Wine News - vintage 2005

Enigmatic winemaker Janice McDonald, of Suckfizzle and Stella Bella fame, expects the 2005 vintage to be a “really, really good vintage for Margaret River”.

Ms McDonald told Gusto 2005 would be remembered for alternating warm and dry periods and below-average rainfall, which suggested a positive outlook for this season’s fruit, particularly the sauvignon blanc from Suckfizzle’s southern blocks.

“It looks really well defined. You can already see gooseberry and tropical flavours but there is a good length of palate due to the cooler climate and lack of temperature variation,” she says.

And the chardonnay also looks promising, with early sampling revealing some strong citric and grapefruit flavours throughout.

Like most other producers at this time, it’s too early to tell for the reds, Ms McDonald says.

“They may be coming on a little earlier than in previous years but Baumé levels [measuring sugar concentration] are now moving towards 13 degrees and we would look at picking between 13 and 14 degrees.”

And while recent light rain set the semillon ripening back marginally, Ms McDonald is confident it will come back.

“You never know what is around the corner. You’ve got to have the guts to leave it [semillon] out there and just wait and see. You can’t panic,” she says.
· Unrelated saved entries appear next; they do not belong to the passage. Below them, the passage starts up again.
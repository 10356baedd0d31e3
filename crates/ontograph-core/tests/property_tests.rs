//! Property-based tests for normalization and projection.
//!
//! - classification puts each axiom in at most one bucket
//! - normalization is deterministic up to id renaming across input orders
//! - seeding a session with earlier tables never moves earlier ids
//! - projection output is a set: duplicating input never adds edges
//! - the text format reads back what it wrote, whatever the names contain

use proptest::prelude::*;
use std::collections::BTreeSet;
use std::io::Cursor;
use std::path::Path;

use ontograph_core::graph::SUPERCLASS_OF;
use ontograph_core::normalizer::text::{read_normal_forms, write_normal_forms};
use ontograph_core::{
    classify, project, Axiom, ClassExpression, Normalization, Normalizer, Ontology, Subsumption,
    SymbolTables,
};

fn arb_class() -> impl Strategy<Value = String> {
    "[A-F]".prop_map(|s| s)
}

fn arb_relation() -> impl Strategy<Value = String> {
    "[rs]".prop_map(|s| s)
}

fn arb_expression() -> impl Strategy<Value = ClassExpression> {
    let leaf = arb_class().prop_map(ClassExpression::Atomic);
    leaf.prop_recursive(3, 12, 2, |inner| {
        prop_oneof![
            (inner.clone(), inner.clone())
                .prop_map(|(l, r)| ClassExpression::conjunction(l, r)),
            (arb_relation(), inner).prop_map(|(rel, filler)| {
                ClassExpression::existential(rel, filler).unwrap()
            }),
        ]
    })
}

fn arb_axioms() -> impl Strategy<Value = Vec<Axiom>> {
    prop::collection::vec(
        (arb_expression(), arb_expression()).prop_map(|(sub, sup)| Axiom::subclass_of(sub, sup)),
        0..20,
    )
}

/// Names with spaces, brackets, escapes, line breaks and keywords.
fn arb_awkward_name() -> impl Strategy<Value = String> {
    prop_oneof![
        "[ab <>()\\\\\n\t]{1,6}",
        Just("and".to_string()),
        Just("some".to_string()),
        Just("SubClassOf".to_string()),
        Just("Father Figure".to_string()),
    ]
    .prop_filter("restrictions need a non-blank name", |s| !s.trim().is_empty())
}

fn arb_awkward_expression() -> impl Strategy<Value = ClassExpression> {
    let leaf = arb_awkward_name().prop_map(ClassExpression::Atomic);
    leaf.prop_recursive(2, 8, 2, |inner| {
        prop_oneof![
            (inner.clone(), inner.clone())
                .prop_map(|(l, r)| ClassExpression::conjunction(l, r)),
            (arb_awkward_name(), inner).prop_map(|(rel, filler)| {
                ClassExpression::existential(rel, filler).unwrap()
            }),
        ]
    })
}

fn arb_awkward_subsumptions() -> impl Strategy<Value = Vec<Subsumption>> {
    prop::collection::vec(
        (arb_awkward_expression(), arb_awkward_expression())
            .prop_map(|(sub, sup)| Subsumption::new(sub, sup)),
        0..12,
    )
}

/// Tuples of a normalization rendered back to names, so results from
/// different id assignments can be compared.
fn named(result: &Normalization, tables: &SymbolTables) -> BTreeSet<Vec<String>> {
    let class = |id: usize| tables.classes.name(id).unwrap_or_default().to_string();
    let rel = |id: usize| tables.relations.name(id).unwrap_or_default().to_string();

    let mut out = BTreeSet::new();
    for &(a, b) in &result.forms.nf1 {
        out.insert(vec!["nf1".to_string(), class(a), class(b)]);
    }
    for &(a, b, c) in &result.forms.nf2 {
        out.insert(vec!["nf2".to_string(), class(a), class(b), class(c)]);
    }
    for &(r, a, b) in &result.forms.nf3 {
        out.insert(vec!["nf3".to_string(), rel(r), class(a), class(b)]);
    }
    for &(a, r, b) in &result.forms.nf4 {
        out.insert(vec!["nf4".to_string(), class(a), rel(r), class(b)]);
    }
    out
}

proptest! {
    #![proptest_config(ProptestConfig::with_cases(100))]

    #[test]
    fn classification_partitions_axioms(axioms in arb_axioms()) {
        let mut normalizer = Normalizer::new();
        let result = normalizer.normalize(&axioms);

        let matched = axioms
            .iter()
            .filter_map(Axiom::as_subsumption)
            .filter(|s| classify(s).is_some())
            .count();
        prop_assert_eq!(result.summary.classified(), matched);
        prop_assert_eq!(result.forms.total(), matched);
        prop_assert_eq!(
            result.summary.classified() + result.summary.dropped(),
            axioms.len()
        );
    }

    #[test]
    fn normalization_is_order_independent(axioms in arb_axioms()) {
        let mut forward = Normalizer::new();
        let forward_result = forward.normalize(&axioms);

        let reversed: Vec<Axiom> = axioms.iter().rev().cloned().collect();
        let mut backward = Normalizer::new();
        let backward_result = backward.normalize(&reversed);

        prop_assert_eq!(
            named(&forward_result, forward.tables()),
            named(&backward_result, backward.tables())
        );
        prop_assert_eq!(forward.tables().classes.len(), backward.tables().classes.len());
    }

    #[test]
    fn seeded_split_keeps_earlier_ids(first in arb_axioms(), second in arb_axioms()) {
        let mut normalizer = Normalizer::new();
        normalizer.normalize(&first);
        let before = normalizer.tables().clone();
        normalizer.normalize(&second);
        let after = normalizer.tables();

        for (id, name) in before.classes.iter() {
            prop_assert_eq!(after.classes.get(name), Some(id));
        }
        for (id, name) in before.relations.iter() {
            prop_assert_eq!(after.relations.get(name), Some(id));
        }
    }

    #[test]
    fn duplicated_axioms_add_no_edges(axioms in arb_axioms()) {
        let once = axioms
            .iter()
            .cloned()
            .fold(Ontology::new("http://once"), Ontology::with_axiom);
        let twice = axioms
            .iter()
            .chain(axioms.iter())
            .cloned()
            .fold(Ontology::new("http://twice"), Ontology::with_axiom);

        let options = toml::Table::new();
        let a = project(&once, "dl2vec", &options).unwrap();
        let b = project(&twice, "dl2vec", &options).unwrap();
        prop_assert_eq!(a.to_tuples(), b.to_tuples());
    }

    #[test]
    fn inverse_edges_only_when_bidirectional(axioms in arb_axioms()) {
        let onto = axioms
            .iter()
            .cloned()
            .fold(Ontology::new("http://o"), Ontology::with_axiom);

        let off = project(&onto, "dl2vec", &toml::Table::new()).unwrap();
        prop_assert!(off.iter().all(|e| e.rel() != SUPERCLASS_OF));

        let mut options = toml::Table::new();
        options.insert("bidirectional_taxonomy".to_string(), toml::Value::Boolean(true));
        let on = project(&onto, "dl2vec", &options).unwrap();
        for edge in off.iter() {
            prop_assert!(on.contains(edge.src(), edge.rel(), edge.dst()));
        }
    }

    #[test]
    fn text_format_reads_back_any_names(subsumptions in arb_awkward_subsumptions()) {
        let mut buf = Vec::new();
        let written = write_normal_forms(&mut buf, &subsumptions).unwrap();
        prop_assert_eq!(written, subsumptions.len());

        let axioms: Vec<Axiom> = subsumptions.iter().cloned().map(Axiom::SubClassOf).collect();
        let mut in_memory = Normalizer::new();
        let expected = in_memory.normalize(&axioms);

        let mut from_text = Normalizer::new();
        let loaded =
            read_normal_forms(Cursor::new(buf), &mut from_text, Path::new("mem")).unwrap();

        prop_assert_eq!(loaded.summary.malformed, 0);
        prop_assert_eq!(from_text.tables(), in_memory.tables());
        prop_assert_eq!(&loaded.forms, &expected.forms);
        prop_assert_eq!(loaded.summary.unclassified, expected.summary.unclassified);
    }
}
There has been an extension of leaf cover removal this year, concentrated in the red blocks of the central part of the Margaret River district, which generally receives more cloud cover. Such efforts are designed to get early exposure to the fruit producing more richness and ripeness in the berries.

Ms McDonald is currently devoting her energies towards another successful vintage, after the 2003 Stella Bella Tempranillo won a gold medal at the first International Tempranillo Competition held in Copenhagen recently.

“We are a small volume producer. With the Tempranillo it’s like putting a foot in the water with different varieties but there are enough people in WA to support these different styles of wine,” she says.

 “It is about the confidence to back your own judgment.”